Inspector Sands team up with China Plate, Royal and Derngate and Oxford Playhouse to present an inventive and engaging new production of Emily Brontë's iconic novel Wuthering Heights. 

Adapted for this production by Ben Lewis and director Lucinka Eisler, the pair manage to channel elements of the original novel of sweeping romance with the backdrop of darkness and give it a fresh new working that is accessible and compelling to a 2023 audience.

 Ike Bennett and Lua Bairstow in Wuthering Heights. Photo by Alex Brenner

Central to this production is Giulia Innocenti's magnificent Nelly, a maid who has major involvement in everyone's stories. Having Giulia's Nelly directly address the audience with key information and dates helps set the tone throughout with other characters chirping in from the wings, both encouraging and demeaning her. Her performance is brilliant, especially as she watches on whilst relationships form or break.

The great romance of Heathcliff and Catherine is played out superbly by Ike Bennett and Lua Bairstow. Bennett is commanding as Heathcliff, growing and growing more into the controlling 'monster' that he becomes in the second act. Bairstow is always a breath of fresh air whilst on stage. They are compelling to watch, both vulnerable and full of heart, whilst ghostly watching on in the second act.

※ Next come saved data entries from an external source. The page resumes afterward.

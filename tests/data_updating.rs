#![allow(non_snake_case)]

use splitqp::{algebra::*, solver::*};

#[allow(clippy::type_complexity)]
fn updating_test_data() -> (
    CscMatrix<f64>,
    Vec<f64>,
    CscMatrix<f64>,
    Vec<f64>,
    Vec<f64>,
    DefaultSettings<f64>,
) {
    // huge values to ensure the equilibration scaling term is small
    // and carries through the updates
    let P = CscMatrix::from(&[
        [40000., 1.],     //
        [1., 20000.],     //
    ]);
    let q = vec![10000.; 2];

    let A = CscMatrix::identity(2);
    let l = vec![-1.; 2];
    let u = vec![1.; 2];

    let settings = DefaultSettingsBuilder::default()
        .eps_abs(1e-8)
        .eps_rel(1e-8)
        .build()
        .unwrap();

    (P, q, A, l, u, settings)
}

#[test]
fn test_update_q() {
    let (P, q, A, l, u, settings) = updating_test_data();
    let mut solver1 = DefaultSolver::new(&P, &q, &A, &l, &u, settings.clone()).unwrap();
    solver1.solve();

    // change q and re-solve
    let q2 = vec![500., -1000.];
    assert!(solver1.update_q(&q2).is_ok());
    solver1.solve();

    // fresh solver sees the same problem
    let mut solver2 = DefaultSolver::new(&P, &q2, &A, &l, &u, settings).unwrap();
    solver2.solve();

    assert_eq!(solver1.solution.status, SolverStatus::Solved);
    assert!(solver1.solution.x.dist(&solver2.solution.x) <= 1e-5);
}

#[test]
fn test_update_P_vector_form() {
    let (P, q, A, l, u, settings) = updating_test_data();
    let mut solver1 = DefaultSolver::new(&P, &q, &A, &l, &u, settings.clone()).unwrap();
    solver1.solve();

    // overwrite the triu values of P
    let mut P2 = P.to_triu();
    P2.nzval[0] = 100.;

    assert!(solver1.update_P(&P2.nzval).is_ok());
    solver1.solve();

    let mut solver2 = DefaultSolver::new(&P2, &q, &A, &l, &u, settings).unwrap();
    solver2.solve();

    assert!(solver1.solution.x.dist(&solver2.solution.x) <= 1e-5);
}

#[test]
fn test_update_P_matrix_form() {
    let (P, q, A, l, u, settings) = updating_test_data();
    let mut solver1 = DefaultSolver::new(&P, &q, &A, &l, &u, settings.clone()).unwrap();
    solver1.solve();

    let mut P2 = P.to_triu();
    P2.nzval[0] = 100.;

    assert!(solver1.update_P(&P2).is_ok());
    solver1.solve();

    let mut solver2 = DefaultSolver::new(&P2, &q, &A, &l, &u, settings).unwrap();
    solver2.solve();

    assert!(solver1.solution.x.dist(&solver2.solution.x) <= 1e-5);
}

#[test]
fn test_update_P_pattern_mismatch() {
    let (P, q, A, l, u, settings) = updating_test_data();
    let mut solver = DefaultSolver::new(&P, &q, &A, &l, &u, settings).unwrap();

    // wrong number of values for the stored triu pattern
    let bad = vec![1., 2.];
    assert!(solver.update_P(&bad).is_err());

    // different sparsity pattern in matrix form
    let P2 = CscMatrix::<f64>::identity(2);
    assert!(solver.update_P(&P2).is_err());
}

#[test]
fn test_update_A() {
    let (P, q, A, l, u, settings) = updating_test_data();
    let mut solver1 = DefaultSolver::new(&P, &q, &A, &l, &u, settings.clone()).unwrap();
    solver1.solve();

    let mut A2 = A.clone();
    A2.nzval[0] = 2.;

    assert!(solver1.update_A(&A2).is_ok());
    solver1.solve();

    let mut solver2 = DefaultSolver::new(&P, &q, &A2, &l, &u, settings).unwrap();
    solver2.solve();

    assert!(solver1.solution.x.dist(&solver2.solution.x) <= 1e-5);
}

#[test]
fn test_update_bounds() {
    let (P, q, A, l, u, settings) = updating_test_data();
    let mut solver1 = DefaultSolver::new(&P, &q, &A, &l, &u, settings.clone()).unwrap();
    solver1.solve();

    let l2 = vec![0.5, -2.];
    let u2 = vec![2., 0.5];
    assert!(solver1.update_bounds(Some(&l2), Some(&u2)).is_ok());
    solver1.solve();

    let mut solver2 = DefaultSolver::new(&P, &q, &A, &l2, &u2, settings).unwrap();
    solver2.solve();

    assert!(solver1.solution.x.dist(&solver2.solution.x) <= 1e-5);

    // crossing bounds are rejected and leave the solver usable
    let bad_l = vec![1., 1.];
    let bad_u = vec![0., 0.];
    assert!(solver1.update_bounds(Some(&bad_l), Some(&bad_u)).is_err());
    solver1.solve();
    assert!(solver1.solution.status.is_solved());
}

#[test]
fn test_update_rho_and_settings() {
    let (P, q, A, l, u, settings) = updating_test_data();
    let mut solver = DefaultSolver::new(&P, &q, &A, &l, &u, settings.clone()).unwrap();

    assert!(solver.update_rho(1.5).is_ok());
    assert!(solver.update_rho(-1.).is_err());

    // non-structural changes are accepted
    let mut s2 = settings.clone();
    s2.max_iter = 123;
    assert!(solver.update_settings(s2).is_ok());
    assert_eq!(solver.settings.max_iter, 123);

    // structural changes are rejected
    let mut s3 = settings.clone();
    s3.scaling = 0;
    assert!(solver.update_settings(s3).is_err());

    let mut s4 = settings;
    s4.rho = 7.;
    assert!(solver.update_settings(s4).is_err());

    solver.solve();
    assert!(solver.solution.status.is_solved());
}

John Askew does some great work as Hindley who becomes an angry drunk besotted with the bottle, Askew does fine work as illiterate Hareton creating a warm romance with Young Cathy. Leander Deeny excels in switching between Earnshaw, Edgar and Linton. He switches cleverly between Edgar and Linton using his suit jacket that is removed for a cape and mask to show the playful youngster. Whilst Nicole Sawyerr captures Isabella and Frances well but her best work comes as Young Cathy.

John Askew, Ike Bennett, Nicole Sawyerr and Lua Bairstow in Wuthering Heights. Photo by Alex Brenner
Jamie Vartan's bleak design allows for the darker themes of the production to play out. The use of a ladder for a balcony above the main stage is effective particularly as characters die. The use of photographs forming a family tree on the backdrop which are placed and removed at birth and death is a stroke of genius and helps identify the characters and the relationships as often actors play a couple of parts. The costumes mix contemporary clothes such as a Darth Vader T-shirt with perilous dress.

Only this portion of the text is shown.